Florida State finished this recruiting cycle with the second-ranked class, per the 247Sports composite. Clemson's class ranked 10th. The next highest-ranked Atlantic school is Louisville, which checks in at No. 37. NC State is 49th.
There are a lot of moving parts in football, and player development plays a significant factor. But there's also no denying the base necessity of strong recruiting, however you'd like to define it. Recruiting rankings correlate with success on the field, because scouts hit more often than they miss, and when you're in the southeast in particular, there's nowhere to hide. Not many kids get overlooked, and recruiting misses are all the more magnified.
This is not an indictment of Dave Doeren's staff, it's just a lamentation for the difficult set of circumstances facing the Wolfpack. State will regularly out-recruit Wake, Syracuse, and Boston College, but it also has to fight with a couple of elite teams in FSU and Clemson that mercilessly poach North Carolina for talent (along with a number of SEC teams).

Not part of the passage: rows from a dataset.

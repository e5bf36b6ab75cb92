//! Mesh reconstruction - turns the simulated node graph into triangles

pub mod reconstruct;

pub use reconstruct::reconstruct;

use crate::constants::mesh::{DEFAULT_COLOR, DEGENERATE_FACE_EPSILON};
use bytemuck::{Pod, Zeroable};
use glam::Vec3;
use serde::{Deserialize, Serialize};

/// One vertex of the reconstructed mesh
#[repr(C)]
#[derive(Debug, Copy, Clone, PartialEq, Pod, Zeroable)]
pub struct MeshVertex {
    pub position: [f32; 3],
    pub normal: [f32; 3],
    pub color: [f32; 4],
}

/// Triangle list: every face owns its three vertices so it can carry its
/// own flat normal
#[derive(Debug, Clone, Default, PartialEq)]
pub struct MeshData {
    pub vertices: Vec<MeshVertex>,
    pub indices: Vec<u32>,
}

impl MeshData {
    pub fn triangle_count(&self) -> usize {
        self.indices.len() / 3
    }

    pub fn is_empty(&self) -> bool {
        self.indices.is_empty()
    }

    /// Line-list indices tracing the edges of every triangle
    pub fn edge_indices(&self) -> Vec<u32> {
        self.indices
            .chunks_exact(3)
            .flat_map(|t| [t[0], t[1], t[1], t[2], t[2], t[0]])
            .collect()
    }

    pub fn log_render_data(&self) {
        log::info!(
            "Mesh: {} vertices, {} indices ({} triangles)",
            self.vertices.len(),
            self.indices.len(),
            self.triangle_count()
        );
        for (i, tri) in self.indices.chunks_exact(3).enumerate() {
            log::info!("{:4} [{}, {}, {}]", i, tri[0], tri[1], tri[2]);
        }
    }
}

/// How reconstructed faces are colored
#[derive(Debug, Clone, Copy, PartialEq, Serialize, Deserialize)]
#[serde(rename_all = "snake_case")]
pub enum MeshColoring {
    Constant([f32; 4]),
    /// Blue-to-red ramp over `data.x` in `[min, max]`
    Heat { min: f32, max: f32 },
}

impl Default for MeshColoring {
    fn default() -> Self {
        MeshColoring::Constant(DEFAULT_COLOR)
    }
}

pub fn heat_color(value: f32, min: f32, max: f32) -> [f32; 4] {
    let range = max - min;
    let t = if range > 0.0 {
        ((value - min) / range).clamp(0.0, 1.0)
    } else {
        0.0
    };
    [t, 1.0 - (2.0 * t - 1.0).abs(), 1.0 - t, 1.0]
}

/// Accumulates triangles, dropping the degenerate ones
#[derive(Debug, Default)]
pub struct MeshBuilder {
    data: MeshData,
}

impl MeshBuilder {
    pub fn new() -> Self {
        Self::default()
    }

    /// Adds triangle `(a, b, c)` with normal `normalize((b - a) x (c - a))`
    ///
    /// Returns false, adding nothing, when the triangle has (near) zero area.
    pub fn add_triangle_face(&mut self, a: Vec3, b: Vec3, c: Vec3, color: [f32; 4]) -> bool {
        let cross = (b - a).cross(c - a);
        if cross.length_squared() < DEGENERATE_FACE_EPSILON {
            return false;
        }
        let normal = cross.normalize().to_array();
        let base = self.data.vertices.len() as u32;
        for position in [a, b, c] {
            self.data.vertices.push(MeshVertex {
                position: position.to_array(),
                normal,
                color,
            });
        }
        self.data.indices.extend_from_slice(&[base, base + 1, base + 2]);
        true
    }

    pub fn build(self) -> MeshData {
        self.data
    }
}
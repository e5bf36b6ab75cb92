//! Loading program resource files from the shader directory

use super::compile::{compile, MorphProgram, MORPH_PRELUDE};
use super::parser::parse_program_file;
use crate::error::{MorphError, Result};
use std::path::{Path, PathBuf};

/// Reads, parses and compiles program files from one directory
#[derive(Debug, Clone)]
pub struct ProgramLoader {
    pub shader_dir: PathBuf,
    pub prelude: String,
}

impl ProgramLoader {
    pub fn new(shader_dir: impl Into<PathBuf>) -> Self {
        Self {
            shader_dir: shader_dir.into(),
            prelude: MORPH_PRELUDE.to_string(),
        }
    }

    /// Program name for a file: its stem, so `growth.wgsl` registers as `growth`
    pub fn program_name(file: &str) -> String {
        Path::new(file)
            .file_stem()
            .map(|stem| stem.to_string_lossy().into_owned())
            .unwrap_or_else(|| file.to_string())
    }

    pub fn path_of(&self, file: &str) -> PathBuf {
        self.shader_dir.join(file)
    }

    pub fn load(&self, file: &str) -> Result<MorphProgram> {
        let path = self.path_of(file);
        let (source, user_unifs) = parse_program_file(&path)?;
        let program = compile(&Self::program_name(file), &source, user_unifs, &self.prelude)?;
        log::info!(
            "Loaded program '{}' from {:?} ({} user uniforms)",
            program.name,
            path,
            program.user_unifs.len()
        );
        Ok(program)
    }

    /// Loads every file, skipping the ones that fail
    ///
    /// Failures are logged; it is only an error when nothing loads at all.
    pub fn load_all(&self, files: &[String]) -> Result<Vec<MorphProgram>> {
        let mut programs = Vec::with_capacity(files.len());
        for file in files {
            match self.load(file) {
                Ok(program) => programs.push(program),
                Err(e) => log::error!("Skipping program {:?}: {}", file, e),
            }
        }
        if programs.is_empty() {
            return Err(MorphError::NoPrograms);
        }
        Ok(programs)
    }
}
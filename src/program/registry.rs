//! Ordered program registry with an active selection

use super::user_unif::UserUnif;
use super::Program;
use crate::error::{MorphError, Result};

/// Registered programs plus the index of the one the driver runs
///
/// Programs are kept in registration order. Replacing a program by name keeps
/// its position, so a reload never moves the active selection.
#[derive(Debug)]
pub struct ProgramRegistry<P> {
    programs: Vec<P>,
    active: usize,
}

impl<P> Default for ProgramRegistry<P> {
    fn default() -> Self {
        Self {
            programs: Vec::new(),
            active: 0,
        }
    }
}

impl<P: Program> ProgramRegistry<P> {
    pub fn new() -> Self {
        Self::default()
    }

    pub fn len(&self) -> usize {
        self.programs.len()
    }

    pub fn is_empty(&self) -> bool {
        self.programs.is_empty()
    }

    pub fn iter(&self) -> impl Iterator<Item = &P> {
        self.programs.iter()
    }

    pub fn names(&self) -> Vec<&str> {
        self.programs.iter().map(|p| p.name()).collect()
    }

    pub fn position(&self, name: &str) -> Option<usize> {
        self.programs.iter().position(|p| p.name() == name)
    }

    pub fn get(&self, name: &str) -> Option<&P> {
        self.programs.iter().find(|p| p.name() == name)
    }

    pub fn get_mut(&mut self, name: &str) -> Option<&mut P> {
        self.programs.iter_mut().find(|p| p.name() == name)
    }

    /// Inserts a program, overwriting in place if the name is already
    /// registered; returns its index
    pub fn register(&mut self, program: P) -> usize {
        match self.position(program.name()) {
            Some(index) => {
                self.programs[index] = program;
                index
            }
            None => {
                self.programs.push(program);
                self.programs.len() - 1
            }
        }
    }

    /// Loads a fresh revision of `name` and swaps it in
    ///
    /// On success the new program takes the old one's slot and inherits the
    /// current values of uniforms whose name and width are unchanged. On
    /// failure the registered program is left exactly as it was.
    pub fn reload<F>(&mut self, name: &str, load: F) -> Result<usize>
    where
        F: FnOnce() -> Result<P>,
    {
        let mut program = load()?;
        if let Some(previous) = self.get(name) {
            UserUnif::carry_over(previous.user_unifs(), program.user_unifs_mut());
        }
        Ok(self.register(program))
    }

    /// Replaces the whole set, keeping the active index in range
    pub fn replace_all(&mut self, programs: Vec<P>) {
        self.programs = programs;
        self.clamp_active();
    }

    pub fn remove(&mut self, name: &str) -> Option<P> {
        let index = self.position(name)?;
        let program = self.programs.remove(index);
        if index < self.active {
            self.active -= 1;
        }
        self.clamp_active();
        Some(program)
    }

    fn clamp_active(&mut self) {
        self.active = self.active.min(self.programs.len().saturating_sub(1));
    }

    pub fn active_index(&self) -> usize {
        self.active
    }

    pub fn set_active(&mut self, index: usize) -> Result<()> {
        if index >= self.programs.len() {
            return Err(MorphError::IndexOutOfBounds {
                index,
                len: self.programs.len(),
            });
        }
        self.active = index;
        Ok(())
    }

    pub fn set_active_by_name(&mut self, name: &str) -> Result<()> {
        let index = self
            .position(name)
            .ok_or_else(|| MorphError::UnknownProgram(name.to_string()))?;
        self.active = index;
        Ok(())
    }

    pub fn active(&self) -> Result<&P> {
        self.programs.get(self.active).ok_or(MorphError::NoPrograms)
    }

    pub fn active_mut(&mut self) -> Result<&mut P> {
        self.programs.get_mut(self.active).ok_or(MorphError::NoPrograms)
    }
}
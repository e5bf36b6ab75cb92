//! Program resource file parsing
//!
//! A program file is a header of user uniform declarations followed by the
//! program source:
//!
//! ```text
//! spring_len comps 1 min 0.0 max 2.0 speed 0.01 default 0.5
//! gravity comps 3 min -10.0 max 10.0 speed 0.1 default 0.0 -1.0 0.0
//! END_USER_UNIFS
//! <program source, verbatim to end of file>
//! ```
//!
//! The header is strict: keywords must appear in exactly this order and
//! `default` must be followed by exactly `comps` values.

use super::user_unif::UserUnif;
use crate::constants::contract::{END_USER_UNIFS, MAX_USER_UNIFS};
use crate::error::{MorphError, Result};
use glam::Vec4;
use std::path::Path;
use std::str::FromStr;

/// Whitespace tokenizer that remembers where it stopped
struct Tokens<'a> {
    text: &'a str,
    offset: usize,
    count: usize,
}

impl<'a> Tokens<'a> {
    fn new(text: &'a str) -> Self {
        Self {
            text,
            offset: 0,
            count: 0,
        }
    }

    fn next_token(&mut self) -> Option<&'a str> {
        let rest = &self.text[self.offset..];
        let start = rest.find(|c: char| !c.is_whitespace())?;
        let token_len = rest[start..]
            .find(char::is_whitespace)
            .unwrap_or(rest.len() - start);
        let token = &rest[start..start + token_len];
        self.offset += start + token_len;
        self.count += 1;
        Some(token)
    }

    fn expect_token(&mut self, what: &str) -> Result<&'a str> {
        let index = self.count;
        self.next_token().ok_or_else(|| {
            MorphError::header(
                index,
                format!("expected {}, found end of file before {}", what, END_USER_UNIFS),
            )
        })
    }

    fn expect_keyword(&mut self, keyword: &str) -> Result<()> {
        let index = self.count;
        let token = self.expect_token(&format!("'{}'", keyword))?;
        if token != keyword {
            return Err(MorphError::header(
                index,
                format!("expected '{}', found '{}'", keyword, token),
            ));
        }
        Ok(())
    }

    fn parse_value<T: FromStr>(&mut self, what: &str) -> Result<T> {
        let index = self.count;
        let token = self.expect_token(what)?;
        token.parse().map_err(|_| {
            MorphError::header(index, format!("expected {}, found '{}'", what, token))
        })
    }

    /// Everything after the last token returned
    fn remainder(&self) -> &'a str {
        &self.text[self.offset..]
    }
}

fn parse_declaration(tokens: &mut Tokens, name: &str) -> Result<UserUnif> {
    tokens.expect_keyword("comps")?;
    let comps_index = tokens.count;
    let num_comps: usize = tokens.parse_value("a component count")?;
    if !(1..=4).contains(&num_comps) {
        return Err(MorphError::header(
            comps_index,
            format!("'{}' declares {} components, expected 1 to 4", name, num_comps),
        ));
    }
    tokens.expect_keyword("min")?;
    let min: f32 = tokens.parse_value("a minimum value")?;
    tokens.expect_keyword("max")?;
    let max: f32 = tokens.parse_value("a maximum value")?;
    tokens.expect_keyword("speed")?;
    let drag_speed: f32 = tokens.parse_value("a drag speed")?;
    tokens.expect_keyword("default")?;

    let mut default_value = Vec4::ZERO;
    for i in 0..num_comps {
        default_value[i] =
            tokens.parse_value(&format!("default value {} of {} for '{}'", i + 1, num_comps, name))?;
    }

    Ok(UserUnif::new(name, num_comps, min, max, drag_speed, default_value))
}

/// Splits program text into its source and declared user uniforms
///
/// The returned source starts right after the `END_USER_UNIFS` token and is
/// otherwise untouched.
pub fn parse_program_text(text: &str) -> Result<(String, Vec<UserUnif>)> {
    let mut tokens = Tokens::new(text);
    let mut user_unifs: Vec<UserUnif> = Vec::new();

    loop {
        let name_index = tokens.count;
        let name = tokens.expect_token("a uniform name")?;
        if name == END_USER_UNIFS {
            break;
        }
        if user_unifs.iter().any(|u| u.name == name) {
            return Err(MorphError::header(
                name_index,
                format!("uniform '{}' is declared twice", name),
            ));
        }
        if user_unifs.len() == MAX_USER_UNIFS {
            return Err(MorphError::header(
                name_index,
                format!("more than {} user uniforms declared", MAX_USER_UNIFS),
            ));
        }
        user_unifs.push(parse_declaration(&mut tokens, name)?);
    }

    Ok((tokens.remainder().to_string(), user_unifs))
}

/// Reads and parses a program resource file
pub fn parse_program_file(path: &Path) -> Result<(String, Vec<UserUnif>)> {
    if !path.is_file() {
        return Err(MorphError::MissingProgramFile(path.to_path_buf()));
    }
    let text = std::fs::read_to_string(path).map_err(|e| MorphError::io(path, e))?;
    parse_program_text(&text)
}

#[cfg(test)]
mod tests {
    use super::*;

    const TWO_UNIFS: &str = "\
spring_len comps 1 min 0.0 max 2.0 speed 0.01 default 0.5
gravity comps 3 min -10.0 max 10.0 speed 0.1 default 0.0 -1.0 0.0
END_USER_UNIFS
@compute @workgroup_size(64)
fn main() {}
";

    fn assert_malformed(text: &str) {
        match parse_program_text(text) {
            Err(MorphError::MalformedHeader { .. }) => {}
            other => panic!("Expected MalformedHeader, got {:?}", other),
        }
    }

    #[test]
    fn test_parse_two_unifs() {
        let (source, unifs) = parse_program_text(TWO_UNIFS).unwrap();
        assert_eq!(unifs.len(), 2);

        assert_eq!(unifs[0].name, "spring_len");
        assert_eq!(unifs[0].num_comps, 1);
        assert_eq!(unifs[0].min, 0.0);
        assert_eq!(unifs[0].max, 2.0);
        assert_eq!(unifs[0].drag_speed, 0.01);
        assert_eq!(unifs[0].default_value, Vec4::new(0.5, 0.0, 0.0, 0.0));
        assert_eq!(unifs[0].current_value, unifs[0].default_value);

        assert_eq!(unifs[1].name, "gravity");
        assert_eq!(unifs[1].num_comps, 3);
        assert_eq!(unifs[1].default_value, Vec4::new(0.0, -1.0, 0.0, 0.0));
        assert_eq!(unifs[1].current_value, unifs[1].default_value);

        assert_eq!(source, "\n@compute @workgroup_size(64)\nfn main() {}\n");
    }

    #[test]
    fn test_source_is_verbatim() {
        let text = "END_USER_UNIFS  keep   this\n\tspacing END_USER_UNIFS";
        let (source, unifs) = parse_program_text(text).unwrap();
        assert!(unifs.is_empty());
        assert_eq!(source, "  keep   this\n\tspacing END_USER_UNIFS");
    }

    #[test]
    fn test_wrong_keyword_order_fails() {
        assert_malformed(
            "speed 5.0 comps 4 min -1.0 max 1.0 default 0.0 0.0 0.0 0.0 END_USER_UNIFS src",
        );
        assert_malformed(
            "foo comps 4 max 1.0 min -1.0 speed 5.0 default 0.0 0.0 0.0 0.0 END_USER_UNIFS src",
        );
        assert_malformed(
            "foo comps 1 min -1.0 max 1.0 default 0.0 speed 5.0 END_USER_UNIFS src",
        );
    }

    #[test]
    fn test_default_count_must_match() {
        // too few: the sentinel is read where a number is expected
        assert_malformed("foo comps 3 min 0 max 1 speed 1 default 0.0 0.0 END_USER_UNIFS src");
        // too many: the extra value is read as the next uniform's name
        assert_malformed("foo comps 1 min 0 max 1 speed 1 default 0.0 0.0 END_USER_UNIFS src");
    }

    #[test]
    fn test_component_count_range() {
        assert_malformed("foo comps 0 min 0 max 1 speed 1 default END_USER_UNIFS");
        assert_malformed("foo comps 5 min 0 max 1 speed 1 default 1 2 3 4 5 END_USER_UNIFS");
        assert_malformed("foo comps two min 0 max 1 speed 1 default 1 2 END_USER_UNIFS");
    }

    #[test]
    fn test_missing_sentinel_fails() {
        assert_malformed("");
        assert_malformed("foo comps 1 min 0 max 1 speed 1 default 0.5");
    }

    #[test]
    fn test_duplicate_names_fail() {
        assert_malformed(
            "a comps 1 min 0 max 1 speed 1 default 0 a comps 1 min 0 max 1 speed 1 default 0 END_USER_UNIFS",
        );
    }

    #[test]
    fn test_error_reports_token_index() {
        match parse_program_text("foo comps 1 min 0 max 1 speed x default 0 END_USER_UNIFS") {
            Err(MorphError::MalformedHeader { token_index, .. }) => assert_eq!(token_index, 8),
            other => panic!("Expected MalformedHeader, got {:?}", other),
        }
    }

    #[test]
    fn test_missing_file() {
        let path = Path::new("definitely/not/here.wgsl");
        match parse_program_file(path) {
            Err(MorphError::MissingProgramFile(p)) => assert_eq!(p, path),
            other => panic!("Expected MissingProgramFile, got {:?}", other),
        }
    }
}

The most difficult job, for any coach in North Carolina, is keeping the best players home. Doeren and his staff have made inroads--they've done a much better job of securing talent from the Charlotte area, for instance--but it isn't making a substantial difference.
Turning things around on the recruiting front in football usually takes a lot of time. Coaches aren't usually afforded enough of it.